The new spot will hold a lot more, with 300 seats. That’s two separate breweries in two adjacent neighborhoods, just 11 blocks apart.
“We run through beer quickly,” explains Warden. “So we can experiment with a lot of new things. We’ll have several taps that are coffee and tea-inspired and more wild styles, sour beers, farmhouse saisons.
For the moment, their specialty is “modern, bright beers,” notes Paul Schneider, Cinderlands’ head brewer.
“Beers with a ‘pop’ to them,” he says. “Beers that focus on a couple of distinct flavors. It’s why there’s orange peel and a really bright coffee in Blazing Crude, a stout.”
Another stout, Midnight Ramble, features blackberry and raspberry, and layers of espresso and vanilla bean. On the lighter side, there’s bright and lemony Gypsy Hollow Gose.
Like most brewers, Schneider started out as a homebrewer. He had a solid career as a high school history teacher in Chicago until a beer blog that he started took off and drew him to the craft brewing scene.

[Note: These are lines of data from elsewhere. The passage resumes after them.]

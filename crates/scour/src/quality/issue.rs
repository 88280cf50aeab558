//! Data-quality issue types.

use serde::{Deserialize, Serialize};

/// Type of quality issue detected.
#[derive(Debug, Clone, Copy, PartialEq, Eq, Hash, Serialize, Deserialize)]
#[serde(rename_all = "snake_case")]
pub enum IssueType {
    /// Missing rate above the high threshold.
    HighMissingRate,
    /// Missing rate above the moderate threshold.
    ModerateMissingRate,
    /// Outlier rate above threshold (numeric columns only).
    HighOutliers,
    /// Unique rate above threshold (categorical columns only).
    HighCardinality,
}

impl IssueType {
    /// Get a human-readable label.
    pub fn label(&self) -> &'static str {
        match self {
            IssueType::HighMissingRate => "High Missing Rate",
            IssueType::ModerateMissingRate => "Moderate Missing Rate",
            IssueType::HighOutliers => "High Outliers",
            IssueType::HighCardinality => "High Cardinality",
        }
    }
}

/// Severity level of a quality issue.
#[derive(Debug, Clone, Copy, PartialEq, Eq, PartialOrd, Ord, Hash, Serialize, Deserialize)]
#[serde(rename_all = "lowercase")]
pub enum Severity {
    /// Worth knowing, rarely blocking.
    Low,
    /// Should be reviewed before modeling.
    Medium,
    /// Should be addressed before modeling.
    High,
}

impl Severity {
    /// Get a human-readable label.
    pub fn label(&self) -> &'static str {
        match self {
            Severity::Low => "Low",
            Severity::Medium => "Medium",
            Severity::High => "High",
        }
    }
}

/// A data-quality finding for one column.
#[derive(Debug, Clone, PartialEq, Serialize, Deserialize)]
pub struct QualityIssue {
    /// Type of issue.
    #[serde(rename = "type")]
    pub issue_type: IssueType,
    /// Severity level.
    pub severity: Severity,
    /// Affected column name.
    pub column: String,
    /// Human-readable description embedding the offending rate.
    pub message: String,
    /// Actionable suggestion.
    pub suggestion: String,
}
//! CSV parsing into typed tables, and writing tables back out.
//!
//! Cell typing happens per cell: null markers become `Missing`, numeric
//! strings become `Number`, `true`/`false` become `Bool`, date-shaped
//! strings become `DateTime`, everything else stays `Text`. A column's
//! dtype category is decided later by the profiler from the cell types.

use std::fs;
use std::path::Path;

use chrono::{NaiveDate, NaiveDateTime};
use once_cell::sync::Lazy;
use regex::Regex;

use crate::error::{Result, ScourError};

use super::table::Table;
use super::value::Value;

// Date patterns compiled once on first use.
static DATE_PATTERNS: Lazy<Vec<Regex>> = Lazy::new(|| {
    vec![
        Regex::new(r"^\d{4}-\d{2}-\d{2}").unwrap(), // ISO date
        Regex::new(r"^\d{2}/\d{2}/\d{4}").unwrap(), // US date
        Regex::new(r"^\d{2}-\d{2}-\d{4}").unwrap(), // European date
        Regex::new(r"^\d{4}/\d{2}/\d{2}").unwrap(), // Alt ISO
    ]
});

/// Check if a raw string represents a missing/null value.
pub fn is_null_value(value: &str) -> bool {
    let trimmed = value.trim();
    trimmed.is_empty()
        || trimmed.eq_ignore_ascii_case("na")
        || trimmed.eq_ignore_ascii_case("n/a")
        || trimmed.eq_ignore_ascii_case("nan")
        || trimmed.eq_ignore_ascii_case("null")
        || trimmed.eq_ignore_ascii_case("none")
        || trimmed.eq_ignore_ascii_case("nil")
        || trimmed == "."
        || trimmed == "-"
}

/// Parse one raw string into a typed cell value.
pub fn parse_cell(raw: &str) -> Value {
    let trimmed = raw.trim();
    if is_null_value(trimmed) {
        return Value::Missing;
    }
    match trimmed.to_lowercase().as_str() {
        "true" => return Value::Bool(true),
        "false" => return Value::Bool(false),
        _ => {}
    }
    if let Ok(i) = trimmed.parse::<i64>() {
        return Value::Number(i as f64);
    }
    if let Ok(f) = trimmed.parse::<f64>() {
        return Value::Number(f);
    }
    if looks_like_date(trimmed) {
        if let Some(dt) = parse_datetime(trimmed) {
            return Value::DateTime(dt);
        }
    }
    Value::Text(trimmed.to_string())
}

fn looks_like_date(value: &str) -> bool {
    DATE_PATTERNS.iter().any(|pattern| pattern.is_match(value))
}

fn parse_datetime(value: &str) -> Option<NaiveDateTime> {
    for format in ["%Y-%m-%dT%H:%M:%S", "%Y-%m-%d %H:%M:%S"] {
        if let Ok(dt) = NaiveDateTime::parse_from_str(value, format) {
            return Some(dt);
        }
    }
    for format in ["%Y-%m-%d", "%m/%d/%Y", "%d-%m-%Y", "%Y/%m/%d"] {
        if let Ok(date) = NaiveDate::parse_from_str(value, format) {
            return date.and_hms_opt(0, 0, 0);
        }
    }
    None
}

impl Table {
    /// Parse a CSV string (header row required) into a typed table.
    pub fn from_csv_str(data: &str) -> Result<Self> {
        let mut reader = csv::ReaderBuilder::new().from_reader(data.as_bytes());

        let headers: Vec<String> = reader
            .headers()?
            .iter()
            .map(|h| h.trim().to_string())
            .collect();
        if headers.is_empty() {
            return Err(ScourError::EmptyData("no header row".to_string()));
        }

        let mut columns: Vec<Vec<Value>> = vec![Vec::new(); headers.len()];
        for record in reader.records() {
            let record = record?;
            if record.len() != headers.len() {
                return Err(ScourError::InvalidInput(format!(
                    "row has {} fields, expected {}",
                    record.len(),
                    headers.len()
                )));
            }
            for (idx, field) in record.iter().enumerate() {
                columns[idx].push(parse_cell(field));
            }
        }

        Table::from_columns(headers.into_iter().zip(columns))
    }

    /// Read and parse a CSV file.
    pub fn from_csv_path(path: impl AsRef<Path>) -> Result<Self> {
        let path = path.as_ref();
        let data = fs::read_to_string(path).map_err(|source| ScourError::Io {
            path: path.to_path_buf(),
            source,
        })?;
        Self::from_csv_str(&data)
    }

    /// Serialize the table back to CSV. Missing cells become empty fields.
    pub fn to_csv_string(&self) -> Result<String> {
        let mut writer = csv::Writer::from_writer(Vec::new());
        writer.write_record(self.column_names())?;
        for row in 0..self.row_count() {
            let record: Vec<String> = self
                .columns()
                .map(|(_, values)| values[row].to_string())
                .collect();
            writer.write_record(&record)?;
        }
        let bytes = writer
            .into_inner()
            .map_err(|e| ScourError::InvalidInput(e.to_string()))?;
        String::from_utf8(bytes).map_err(|e| ScourError::InvalidInput(e.to_string()))
    }
}
//! Error types for the Scour library.

use std::path::PathBuf;
use thiserror::Error;

/// Main error type for Scour operations.
#[derive(Debug, Error)]
pub enum ScourError {
    /// Error reading or accessing a file.
    #[error("IO error for '{path}': {source}")]
    Io {
        path: PathBuf,
        #[source]
        source: std::io::Error,
    },

    /// Error from the CSV library.
    #[error("CSV error: {0}")]
    Csv(#[from] csv::Error),

    /// Malformed or inconsistent table input (ragged columns, duplicate
    /// names, invalid operation parameters).
    #[error("Invalid input: {0}")]
    InvalidInput(String),

    /// An operation referenced a column the table does not have.
    #[error("Column '{0}' not found")]
    UnknownColumn(String),

    /// Empty file or no data to analyze.
    #[error("Empty data: {0}")]
    EmptyData(String),

    /// Error saving or loading an execution record.
    #[error("Persistence error: {0}")]
    Persistence(String),

    /// JSON serialization/deserialization error.
    #[error("JSON error: {0}")]
    Json(#[from] serde_json::Error),
}

/// Result type alias for Scour operations.
pub type Result<T> = std::result::Result<T, ScourError>;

Unlike a lot of brewpubs, Cinderlands’ food menu, which changes frequently, isn’t an afterthought.
“It’s elevated, but not fussy pub food,” says Schneider.
“We’re going to have ramps, rhubarb, asparagus, English peas,” says chef Joe Kiefer, who’s excited for the weather to change. “I like whatever’s fresh and tasty. Who wants to eat carrots that taste like nothing in mid-winter?”
Beer turns up throughout the menu in dishes like the spent grain chicharrones — made with spent grains from the brewing process — or the pastrami sandwich, which features beer bread and beer mustard, along with fontina cheese, soured radicchio and pickled peppers.
They’ve got a nine-course beer dinner coming up, featuring a pig that’s been raised on a nearby farm, fed on their spent Cinderlands grains. According to Kiefer: “It’s going to be a big pig.”
As for the brewery’s name? It’s a nod to Pittsburgh’s industrial past.
“When the furnaces were firing, cinders would blanket the city,” says Schneider. “You’d go outside and see piles of cinders everywhere, some still burning.”